Linux’s deadline scheduler is a global early deadline first scheduler for sporadic tasks with constrained deadlines. These terms were defined in the first part of this series. In this installment, the details of the Linux deadline scheduler and how it can be used will be examined.

Linux 内核的 Deadline 调度器是一个全局的（global，译者注：指的是这个调度器同时控制任务在多个处理器上运行）、基于 “最早期限优先（Early Deadline First，简称 EDF）” 算法实现的调度器，它主要针对有 “受限期限（constrained deadline）” 的 “离散型（sporadic）” 任务。注意以上涉及的术语已经在本系列文章的第一部分中加以说明，所以这里不再赘述。本文我们将一起来看看 Linux 的 Deadline 调度器的实现细节以及我们应该如何使用它。

The deadline scheduler prioritizes the tasks according to the task’s job deadline: the earliest absolute deadline first. For a system with M processors, the M earliest deadline jobs will be selected to run on the M processors.

Deadline 调度器基于任务的 “截止时间（deadline）” 来确定任务调度的优先顺序：最早到期的那个任务最先被调度执行。对于有 M 个处理器的系统，“截止时间（deadline）” 最早到期的前 M 个任务将被选中并安排在 M 个处理器上运行。

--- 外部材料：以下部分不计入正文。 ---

//! Entrance slot parsing and projection.
//!
//! A place row may describe up to five named sub-locations. The source cell
//! holds pieces separated by `|` or `;`, each `NAME` or `NAME @ LAT,LON`.
//! The target schema models the slots as fixed numbered field groups, so
//! projection turns one logical row into `entrance_1_*` through
//! `entrance_5_*` fields.

use std::fmt;

use wpi_model::{FieldValue, MappedData};

/// Bounded arity of the entrance slot group in the target schema.
pub const MAX_ENTRANCES: usize = 5;

/// Catalog key of the entrances field.
pub const ENTRANCES_KEY: &str = "entrances";

/// One parsed sub-location.
#[derive(Debug, Clone, PartialEq)]
pub struct EntranceSlot {
    pub name: String,
    pub latitude: Option<f64>,
    pub longitude: Option<f64>,
}

impl fmt::Display for EntranceSlot {
    fn fmt(&self, f: &mut fmt::Formatter<'_>) -> fmt::Result {
        match (self.latitude, self.longitude) {
            (Some(lat), Some(lon)) => write!(f, "{} @ {lat},{lon}", self.name),
            _ => write!(f, "{}", self.name),
        }
    }
}

/// Parses the entrances cell into at most [`MAX_ENTRANCES`] slots.
///
/// Overflow is a loud per-row error, never a silent truncation, and a piece
/// with malformed coordinates likewise fails the row. The `Err` variant is
/// the user-facing message destined for the row's error list.
pub fn parse_entrances(raw: &str) -> Result<Vec<EntranceSlot>, String> {
    let pieces: Vec<&str> = raw
        .split(['|', ';'])
        .map(str::trim)
        .filter(|piece| !piece.is_empty())
        .collect();
    if pieces.len() > MAX_ENTRANCES {
        return Err(format!(
            "too many entrances: {} (limit {MAX_ENTRANCES})",
            pieces.len()
        ));
    }
    pieces.iter().map(|piece| parse_slot(piece)).collect()
}

fn parse_slot(piece: &str) -> Result<EntranceSlot, String> {
    let Some((name, coords)) = piece.split_once('@') else {
        return Ok(EntranceSlot {
            name: piece.trim().to_string(),
            latitude: None,
            longitude: None,
        });
    };
    let name = name.trim();
    if name.is_empty() {
        return Err(format!("entrance missing a name: \"{piece}\""));
    }
    let Some((lat, lon)) = coords.split_once(',') else {
        return Err(format!(
            "entrance \"{name}\" has malformed coordinates: \"{}\"",
            coords.trim()
        ));
    };
    let latitude = lat
        .trim()
        .parse::<f64>()
        .map_err(|_| format!("entrance \"{name}\" has a bad latitude: \"{}\"", lat.trim()))?;
    let longitude = lon
        .trim()
        .parse::<f64>()
        .map_err(|_| format!("entrance \"{name}\" has a bad longitude: \"{}\"", lon.trim()))?;
    Ok(EntranceSlot {
        name: name.to_string(),
        latitude: Some(latitude),
        longitude: Some(longitude),
    })
}

/// Recovers slots from the canonical piece list the row transform stored.
#[must_use]
pub fn slots_from_mapped(mapped: &MappedData) -> Vec<EntranceSlot> {
    let Some(FieldValue::List(pieces)) = mapped.get(ENTRANCES_KEY) else {
        return Vec::new();
    };
    pieces
        .iter()
        .filter_map(|piece| parse_slot(piece).ok())
        .collect()
}

/// Projects slots onto the numbered record fields of the target schema.
pub fn project_slots(slots: &[EntranceSlot], fields: &mut MappedData) {
    for (index, slot) in slots.iter().take(MAX_ENTRANCES).enumerate() {
        let n = index + 1;
        fields.insert(
            format!("entrance_{n}_name"),
            FieldValue::Text(slot.name.clone()),
        );
        if let Some(latitude) = slot.latitude {
            fields.insert(
                format!("entrance_{n}_latitude"),
                FieldValue::Number(latitude),
            );
        }
        if let Some(longitude) = slot.longitude {
            fields.insert(
                format!("entrance_{n}_longitude"),
                FieldValue::Number(longitude),
            );
        }
    }
}
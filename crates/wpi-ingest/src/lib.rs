pub mod delimited;
pub mod error;
pub mod spreadsheet;
mod table;

use std::path::Path;

use wpi_model::FileTable;

pub use delimited::read_delimited;
pub use error::{IngestError, Result};
pub use spreadsheet::{read_spreadsheet, table_from_range};

/// Extensions routed to the spreadsheet reader; `open_workbook_auto` picks
/// the concrete format. Everything else is treated as delimited text.
const SPREADSHEET_EXTENSIONS: &[&str] = &["xlsx", "xlsm", "xlsb", "xls", "ods"];

/// Parses an upload into a header-plus-rows table, choosing the reader from
/// the file extension.
pub fn ingest_file(path: &Path) -> Result<FileTable> {
    let is_spreadsheet = path
        .extension()
        .and_then(|ext| ext.to_str())
        .is_some_and(|ext| {
            SPREADSHEET_EXTENSIONS
                .iter()
                .any(|known| ext.eq_ignore_ascii_case(known))
        });
    if is_spreadsheet {
        spreadsheet::read_spreadsheet(path)
    } else {
        delimited::read_delimited(path)
    }
}
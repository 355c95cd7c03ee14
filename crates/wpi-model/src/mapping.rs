use std::collections::BTreeMap;

use serde::{Deserialize, Serialize};

/// Assignment of source columns to target fields, keyed by field key.
/// Unmapped fields have no entry.
#[derive(Debug, Clone, Default, PartialEq, Eq, Serialize, Deserialize)]
pub struct ColumnMapping {
    assignments: BTreeMap<String, String>,
}

impl ColumnMapping {
    #[must_use]
    pub fn new() -> Self {
        Self::default()
    }

    #[must_use]
    pub fn column_for(&self, field_key: &str) -> Option<&str> {
        self.assignments.get(field_key).map(String::as_str)
    }

    /// Assigns or clears a field outright; the last call wins.
    pub fn set(&mut self, field_key: &str, column: Option<String>) {
        match column {
            Some(column) => {
                self.assignments.insert(field_key.to_string(), column);
            }
            None => {
                self.assignments.remove(field_key);
            }
        }
    }

    /// True when some field already claimed the column.
    #[must_use]
    pub fn uses_column(&self, column: &str) -> bool {
        self.assignments.values().any(|assigned| assigned == column)
    }

    pub fn assignments(&self) -> impl Iterator<Item = (&str, &str)> + '_ {
        self.assignments
            .iter()
            .map(|(key, column)| (key.as_str(), column.as_str()))
    }

    #[must_use]
    pub fn len(&self) -> usize {
        self.assignments.len()
    }

    #[must_use]
    pub fn is_empty(&self) -> bool {
        self.assignments.is_empty()
    }
}
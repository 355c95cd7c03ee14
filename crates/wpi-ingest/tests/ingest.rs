use std::fs;

use calamine::{Data, Range};
use tempfile::tempdir;

use wpi_ingest::{ingest_file, table_from_range};

#[test]
fn reads_delimited_text_with_quoting() {
    let dir = tempdir().expect("temp dir");
    let path = dir.path().join("places.csv");
    fs::write(
        &path,
        "Name,Lat,Lon,Notes\n\"Cafe \"\"Blue\"\", Ltd\",59.33,18.06,\"has, commas\"\nPark,59.34,18.07,\n",
    )
    .expect("write csv");

    let table = ingest_file(&path).expect("ingest csv");
    assert_eq!(table.source_id, "places.csv");
    assert_eq!(table.columns, ["Name", "Lat", "Lon", "Notes"]);
    assert_eq!(table.row_count(), 2);
    assert_eq!(table.rows[0].row_number, 2);
    assert_eq!(table.rows[0].cell("Name"), Some("Cafe \"Blue\", Ltd"));
    assert_eq!(table.rows[0].cell("Notes"), Some("has, commas"));
    assert_eq!(table.rows[1].cell("Notes"), Some(""));
}

#[test]
fn blank_rows_are_dropped_and_keep_their_gap() {
    let dir = tempdir().expect("temp dir");
    let path = dir.path().join("gaps.csv");
    fs::write(&path, "Name,Lat\nAlpha,1\n\n,\nBeta,2\n").expect("write csv");

    let table = ingest_file(&path).expect("ingest csv");
    let numbers: Vec<u32> = table.rows.iter().map(|row| row.row_number).collect();
    assert_eq!(numbers, [2, 5]);
    assert_eq!(table.rows[1].cell("Name"), Some("Beta"));
}

#[test]
fn empty_and_repeated_headers_are_dropped() {
    let dir = tempdir().expect("temp dir");
    let path = dir.path().join("headers.csv");
    fs::write(&path, "Name, ,Name,City\nAlpha,x,Beta,Oslo\n").expect("write csv");

    let table = ingest_file(&path).expect("ingest csv");
    assert_eq!(table.columns, ["Name", "City"]);
    assert_eq!(table.rows[0].cell("Name"), Some("Alpha"));
    assert_eq!(table.rows[0].cell("City"), Some("Oslo"));
}

#[test]
fn header_bom_is_stripped_and_cells_stay_raw() {
    let dir = tempdir().expect("temp dir");
    let path = dir.path().join("bom.csv");
    fs::write(&path, "\u{feff}Name ,City\n  Oslo Cafe ,Oslo\n").expect("write csv");

    let table = ingest_file(&path).expect("ingest csv");
    assert_eq!(table.columns, ["Name", "City"]);
    assert_eq!(table.rows[0].cell("Name"), Some("  Oslo Cafe "));
}

#[test]
fn header_only_delimited_file_yields_no_rows() {
    let dir = tempdir().expect("temp dir");
    let path = dir.path().join("empty.csv");
    fs::write(&path, "Name,Lat,Lon\n").expect("write csv");

    let table = ingest_file(&path).expect("ingest csv");
    assert_eq!(table.columns.len(), 3);
    assert!(table.rows.is_empty());
}

#[test]
fn empty_delimited_file_is_a_parse_error() {
    let dir = tempdir().expect("temp dir");
    let path = dir.path().join("nothing.csv");
    fs::write(&path, "").expect("write csv");

    let err = ingest_file(&path).expect_err("empty file");
    assert!(err.to_string().contains("at least 2 rows"));
}

#[test]
fn spreadsheet_needs_header_and_one_data_row() {
    let mut range: Range<Data> = Range::new((0, 0), (0, 1));
    range.set_value((0, 0), Data::String("Name".to_string()));
    range.set_value((0, 1), Data::String("Lat".to_string()));

    let err = table_from_range("one.xlsx", &range).expect_err("header only");
    assert!(err.to_string().contains("file must have at least 2 rows"));
}

#[test]
fn spreadsheet_cells_format_like_text() {
    let mut range: Range<Data> = Range::new((0, 0), (2, 2));
    range.set_value((0, 0), Data::String("Name".to_string()));
    range.set_value((0, 1), Data::String("Lat".to_string()));
    range.set_value((0, 2), Data::String("Ref".to_string()));
    range.set_value((1, 0), Data::String("Ferry Dock".to_string()));
    range.set_value((1, 1), Data::Float(59.5));
    range.set_value((1, 2), Data::Float(12345.0));
    range.set_value((2, 0), Data::String("Old Mill".to_string()));
    range.set_value((2, 1), Data::Float(58.97));
    range.set_value((2, 2), Data::Bool(true));

    let table = table_from_range("grid.xlsx", &range).expect("grid table");
    assert_eq!(table.columns, ["Name", "Lat", "Ref"]);
    assert_eq!(table.rows[0].row_number, 2);
    assert_eq!(table.rows[0].cell("Lat"), Some("59.5"));
    assert_eq!(table.rows[0].cell("Ref"), Some("12345"));
    assert_eq!(table.rows[1].row_number, 3);
    assert_eq!(table.rows[1].cell("Ref"), Some("true"));
}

The Linux deadline scheduler also implements the constant bandwidth server (CBS) algorithm, which is a resource-reservation protocol. CBS is used to guarantee that each task will receive its full run time during every period. At every activation of a task, the CBS replenishes the task’s run time. As the job runs, it consumes that time; if the task runs out, it will be throttled and descheduled. In this case, the task will be able to run only after the next replenishment at the beginning of the next period. Therefore, CBS is used to both guarantee each task’s CPU time based on its timing requirements and to prevent a misbehaving task from running for more than its run time and causing problems to other jobs.

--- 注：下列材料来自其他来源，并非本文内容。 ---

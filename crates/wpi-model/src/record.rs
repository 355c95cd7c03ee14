use std::collections::BTreeMap;

use serde::{Deserialize, Serialize};

use crate::value::FieldValue;

/// Snapshot entry fetched once per run for duplicate detection.
#[derive(Debug, Clone, PartialEq, Serialize, Deserialize)]
pub struct ExistingPlace {
    pub id: String,
    pub name: String,
    pub latitude: f64,
    pub longitude: f64,
}

/// Outgoing record handed to the place store, flattened onto target-schema
/// keys. Entrance sub-records occupy numbered slot keys such as
/// `entrance_1_name`.
#[derive(Debug, Clone, Default, PartialEq, Serialize, Deserialize)]
pub struct PlaceRecord {
    /// Advisory natural key derived from the upload. A store may use it to
    /// reject replays; the bundled stores do not.
    pub fingerprint: String,
    pub fields: BTreeMap<String, FieldValue>,
}

impl PlaceRecord {
    #[must_use]
    pub fn name(&self) -> Option<&str> {
        self.fields.get("name").and_then(FieldValue::as_text)
    }

    #[must_use]
    pub fn latitude(&self) -> Option<f64> {
        self.fields.get("latitude").and_then(FieldValue::as_number)
    }

    #[must_use]
    pub fn longitude(&self) -> Option<f64> {
        self.fields.get("longitude").and_then(FieldValue::as_number)
    }
}
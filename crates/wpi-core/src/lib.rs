//! Import session orchestration: the wizard state machine plus duplicate
//! detection against the existing place snapshot.
//!
//! Everything below the session is deterministic and synchronous; the
//! session decides stage order, when the dedup snapshot is fetched, and
//! when rows are materialized.

pub mod dedup;
pub mod error;
pub mod session;

pub use dedup::{COORD_EPSILON_DEGREES, DuplicateDetector};
pub use error::{Result, SessionError};
pub use session::{ImportSession, Stage};
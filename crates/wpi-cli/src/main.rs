//! Place import wizard CLI.

use clap::{ColorChoice, Parser};
use std::io::{self, IsTerminal};
use tracing::level_filters::LevelFilter;
use wpi_cli::logging::{LogConfig, LogFormat, init_logging};

mod cli;
mod commands;
mod summary;

use crate::cli::{Cli, Command, LogFormatArg, LogLevelArg};
use crate::commands::{run_check, run_fields, run_import_command, run_map, run_preset};

fn main() {
    let cli = Cli::parse();
    cli.color.write_global();
    let log_config = log_config_from_cli(&cli);
    if let Err(error) = init_logging(&log_config) {
        eprintln!("error: failed to initialize logging: {error}");
        std::process::exit(1);
    }
    let exit_code = match cli.command {
        Command::Run(args) => match run_import_command(&args) {
            Ok(outcome) => {
                summary::print_run_summary(&args, &outcome);
                if outcome.results.is_clean() { 0 } else { 1 }
            }
            Err(error) => fail(&error),
        },
        Command::Check(args) => match run_check(&args) {
            Ok(clean) => {
                if clean {
                    0
                } else {
                    1
                }
            }
            Err(error) => fail(&error),
        },
        Command::Map(args) => match run_map(&args) {
            Ok(()) => 0,
            Err(error) => fail(&error),
        },
        Command::Fields => {
            run_fields();
            0
        }
        Command::Preset(args) => match run_preset(&args) {
            Ok(()) => 0,
            Err(error) => fail(&error),
        },
    };
    std::process::exit(exit_code);
}

fn fail(error: &anyhow::Error) -> i32 {
    eprintln!("error: {error:#}");
    1
}

/// Build logging configuration from CLI flags with consistent precedence.
fn log_config_from_cli(cli: &Cli) -> LogConfig {
    let mut config = LogConfig {
        level_filter: cli.verbosity.tracing_level_filter(),
        ..LogConfig::default()
    };
    config.use_env_filter = !(cli.verbosity.is_present() || cli.log_level.is_some());
    if let Some(level) = cli.log_level {
        config.level_filter = match level {
            LogLevelArg::Error => LevelFilter::ERROR,
            LogLevelArg::Warn => LevelFilter::WARN,
            LogLevelArg::Info => LevelFilter::INFO,
            LogLevelArg::Debug => LevelFilter::DEBUG,
            LogLevelArg::Trace => LevelFilter::TRACE,
        };
    }
    config.format = match cli.log_format {
        LogFormatArg::Pretty => LogFormat::Pretty,
        LogFormatArg::Compact => LogFormat::Compact,
        LogFormatArg::Json => LogFormat::Json,
    };
    config.log_file = cli.log_file.clone();
    config.with_ansi = match cli.color.color {
        ColorChoice::Always => true,
        ColorChoice::Never => false,
        ColorChoice::Auto => cli.log_file.is_none() && io::stderr().is_terminal(),
    };
    config
}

Linux 的 Deadline 调度器还实现了 “恒定带宽服务（Constant Bandwidth Server，下文简称 CBS）” 算法，用于实现对 CPU 资源的预留。CBS 可以保证每个任务在它的每一个 “周期（period）” 内都能享有完整的 “运行时间（run time）”。在每个周期内，当任务被激活的时候，内核会依据 CBS 算法对该任务的运行时间配额重新进行补充。任务运行期间会不断消耗这个配额；当配额用完时，该任务就会被调度器调度出局。也就是说，该任务只能等到下一个周期到来时其配额值才能获得补充从而能够继续运行。因此，CBS 算法一方面保证了每个任务能根据其实际需要获得必要的运行时间，另外一方面，也保证不会因为单个任务异常消耗了过多的 CPU 时间而对其他任务的运行造成影响。

In order to avoid overloading the system with deadline tasks, the deadline scheduler implements an acceptance test, which is done every time a task is configured to run with the deadline scheduler. This test guarantees that deadline tasks will not use more than the maximum amount of the system’s CPU time, which is specified using the kernel.sched_rt_runtime_us and kernel.sched_rt_period_us sysctl knobs. The default values are 950000 and 1000000, respectively, limiting realtime tasks to 950,000µs of CPU time every 1s of wall-clock time. For a single-core system, this test is both necessary and sufficient. It means that the acceptance of a task guarantees that the task will be able to use all the run time allocated to it before its deadline.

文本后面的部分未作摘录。